Problem 1: the power brick with nowhere to go
Almost every desk has at least one bulky power adapter that doesn’t hang neatly from a cable clip and instead just sits wherever gravity puts it — often directly on the floor where it becomes a dust magnet and a thing you kick. A cable tray mounted under the desk gives it (and the general tangle of cords running to it) an actual home, off the floor and out of sight, without needing to be unplugged or moved every time you clean.
Problem 2: cable slack
Even with a tray catching the mess, individual cables usually have several feet of unused slack coiled somewhere — a monitor cable rated for a much longer desk than you actually have, a charging cable with six extra feet doing nothing but tangling. A cable sleeve bundles multiple cords into a single, tidy tube, turning a nest of loose wires into one manageable cable running along its route.

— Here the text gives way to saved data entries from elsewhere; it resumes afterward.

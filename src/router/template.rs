//! Path templates compiled into a per-segment state machine.
//!
//! Each `/`-separated segment of a template becomes one [`Segment`]:
//!
//! - `users` is a literal and must match exactly.
//! - `{id}` captures the whole segment.
//! - `{name}.json` or `v{major}-{minor}` mixes literals and captures; these few
//!   segments compile to an anchored regex, everything else avoids regex.

use regex::Regex;
use smallvec::SmallVec;
use std::fmt;
use std::sync::Arc;

use super::core::MAX_INLINE_PARAMS;

#[derive(Debug, Clone)]
pub(crate) enum Segment {
    Literal(Box<str>),
    Capture,
    Mixed { regex: Regex, count: usize },
}

/// A template that could not be compiled.
#[derive(Debug, Clone, PartialEq, Eq)]
pub struct TemplateError {
    pub template: String,
    pub reason: &'static str,
}

impl fmt::Display for TemplateError {
    fn fmt(&self, f: &mut fmt::Formatter<'_>) -> fmt::Result {
        write!(f, "invalid path template '{}': {}", self.template, self.reason)
    }
}

impl std::error::Error for TemplateError {}

/// Raw captures borrowed from the request path, by capture index.
pub(crate) type Captures<'p> = SmallVec<[&'p str; MAX_INLINE_PARAMS]>;

#[derive(Debug, Clone)]
pub struct PathTemplate {
    raw: Arc<str>,
    segments: Vec<Segment>,
    names: Vec<Arc<str>>,
    param_segments: usize,
}

impl PathTemplate {
    /// Compile a full template (base path already prepended).
    pub fn parse(template: &str) -> Result<Self, TemplateError> {
        let err = |reason| TemplateError {
            template: template.to_string(),
            reason,
        };
        if !template.starts_with('/') {
            return Err(err("must start with '/'"));
        }

        let mut segments = Vec::new();
        let mut names: Vec<Arc<str>> = Vec::new();
        let mut param_segments = 0;

        for segment in split_path(template) {
            let parts = split_segment(segment).ok_or_else(|| err("unbalanced braces"))?;
            match parts.as_slice() {
                [] => segments.push(Segment::Literal("".into())),
                [Part::Literal(lit)] => segments.push(Segment::Literal((*lit).into())),
                [Part::Param(name)] => {
                    if name.is_empty() {
                        return Err(err("empty parameter name"));
                    }
                    segments.push(Segment::Capture);
                    names.push(Arc::from(*name));
                    param_segments += 1;
                }
                mixed => {
                    let first = names.len();
                    let mut pattern = String::from("^");
                    let mut last_was_param = false;
                    for part in mixed {
                        match part {
                            Part::Literal(lit) => {
                                pattern.push_str(&regex::escape(lit));
                                last_was_param = false;
                            }
                            Part::Param(name) => {
                                if name.is_empty() {
                                    return Err(err("empty parameter name"));
                                }
                                if last_was_param {
                                    return Err(err("adjacent parameters need a literal between them"));
                                }
                                pattern.push_str("(.+?)");
                                names.push(Arc::from(*name));
                                last_was_param = true;
                            }
                        }
                    }
                    pattern.push('$');
                    let regex = Regex::new(&pattern).map_err(|_| err("segment is not matchable"))?;
                    segments.push(Segment::Mixed {
                        regex,
                        count: names.len() - first,
                    });
                    param_segments += 1;
                }
            }
        }

        Ok(PathTemplate {
            raw: Arc::from(template),
            segments,
            names,
            param_segments,
        })
    }

    #[must_use]
    pub fn as_str(&self) -> &str {
        &self.raw
    }

    /// Capture names in order of appearance.
    #[must_use]
    pub fn names(&self) -> &[Arc<str>] {
        &self.names
    }

    /// Number of segments containing at least one parameter. Lower is more specific.
    #[must_use]
    pub fn param_segments(&self) -> usize {
        self.param_segments
    }

    /// Match pre-split request segments, returning raw (still encoded) captures.
    pub(crate) fn match_segments<'p>(&self, path: &[&'p str]) -> Option<Captures<'p>> {
        if path.len() != self.segments.len() {
            return None;
        }
        let mut captures: Captures<'p> = SmallVec::new();
        for (segment, actual) in self.segments.iter().zip(path) {
            match segment {
                Segment::Literal(lit) => {
                    if lit.as_ref() != *actual {
                        return None;
                    }
                }
                Segment::Capture => {
                    if actual.is_empty() {
                        return None;
                    }
                    captures.push(actual);
                }
                Segment::Mixed { regex, count, .. } => {
                    let caps = regex.captures(actual)?;
                    for i in 1..=*count {
                        captures.push(caps.get(i)?.as_str());
                    }
                }
            }
        }
        Some(captures)
    }

    #[cfg(test)]
    pub(crate) fn segments(&self) -> &[Segment] {
        &self.segments
    }
}

/// Split a path into segments, ignoring one trailing slash (except for `/` itself).
pub(crate) fn split_path(path: &str) -> SmallVec<[&str; 16]> {
    let trimmed = path.strip_prefix('/').unwrap_or(path);
    let trimmed = trimmed.strip_suffix('/').unwrap_or(trimmed);
    if trimmed.is_empty() {
        return SmallVec::new();
    }
    trimmed.split('/').collect()
}

enum Part<'t> {
    Literal(&'t str),
    Param(&'t str),
}

fn split_segment(segment: &str) -> Option<SmallVec<[Part<'_>; 4]>> {
    let mut parts = SmallVec::new();
    let mut rest = segment;
    while !rest.is_empty() {
        match rest.find('{') {
            Some(0) => {
                let end = rest.find('}')?;
                let name = rest[1..end].trim_end_matches('*');
                if name.contains('{') {
                    return None;
                }
                parts.push(Part::Param(name));
                rest = &rest[end + 1..];
            }
            Some(start) => {
                let lit = &rest[..start];
                if lit.contains('}') {
                    return None;
                }
                parts.push(Part::Literal(lit));
                rest = &rest[start..];
            }
            None => {
                if rest.contains('}') {
                    return None;
                }
                parts.push(Part::Literal(rest));
                rest = "";
            }
        }
    }
    Some(parts)
}

#[cfg(test)]
mod tests {
    use super::*;

    #[test]
    fn literal_and_capture_segments() {
        let t = PathTemplate::parse("/users/{id}/posts").unwrap();
        assert_eq!(t.names().len(), 1);
        assert_eq!(t.param_segments(), 1);
        assert!(matches!(t.segments()[1], Segment::Capture));

        let caps = t.match_segments(&["users", "42", "posts"]).unwrap();
        assert_eq!(caps.as_slice(), &["42"]);
        assert!(t.match_segments(&["users", "42"]).is_none());
        assert!(t.match_segments(&["users", "", "posts"]).is_none());
    }

    #[test]
    fn mixed_segment_uses_regex() {
        let t = PathTemplate::parse("/files/{name}.{ext}").unwrap();
        assert!(matches!(t.segments()[1], Segment::Mixed { .. }));
        let caps = t.match_segments(&["files", "report.final.pdf"]).unwrap();
        assert_eq!(caps.as_slice(), &["report", "final.pdf"]);
        assert!(t.match_segments(&["files", "noext"]).is_none());
    }

    #[test]
    fn rejects_malformed_templates() {
        assert!(PathTemplate::parse("/users/{id").is_err());
        assert!(PathTemplate::parse("/users/id}").is_err());
        assert!(PathTemplate::parse("/users/{}").is_err());
        assert!(PathTemplate::parse("/x/{a}{b}").is_err());
        assert!(PathTemplate::parse("users").is_err());
    }

    #[test]
    fn root_and_trailing_slash() {
        let root = PathTemplate::parse("/").unwrap();
        assert!(root.match_segments(&split_path("/")).is_some());
        let t = PathTemplate::parse("/ping").unwrap();
        assert!(t.match_segments(&split_path("/ping/")).is_some());
    }
}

Problem 3: routing along the desk itself
The last piece is getting cables from the tray or sleeve to where they’re actually used — up to a monitor, over to a laptop, down to a charging pad — without them crossing your workspace or draping over the desk edge. Adhesive or clamp-on clips route individual cords along the underside of the desk or up a leg, so cables travel along a fixed, invisible path instead of the shortest line your eye can see.
Doing it in the right order
Start with the tray, since it defines where everything is heading. Add the sleeve next, to bundle the slack now that you know the destination. Finish with clips, which route the final stretch to your monitor, laptop, or outlet. Doing this in reverse order — clips first — usually means redoing the clips once you add the tray and realize the routing needs to change anyway.
When it’s genuinely not a product problem
If you’re constantly unplugging and replugging things — swapping monitors, moving a laptop dock in and out — a fully hidden cable setup will fight you every time you need to make a change. In that specific case, a looser, more accessible arrangement might genuinely serve you better than a fully concealed one, and that’s worth admitting rather than forcing a “perfectly hidden” setup you’ll just have to undo weekly.
See the full cable management roundup for specific tray, sleeve, and clip picks that cover all three problems above.
Winnie’s take: I have strong, possibly excessive opinions about cable management, and the one thing I’d tell anyone is: buy all three pieces at once, not one at a time over three separate frustrated weekends. It’s genuinely a system, not a single purchase, and half-measures look almost as messy as doing nothing.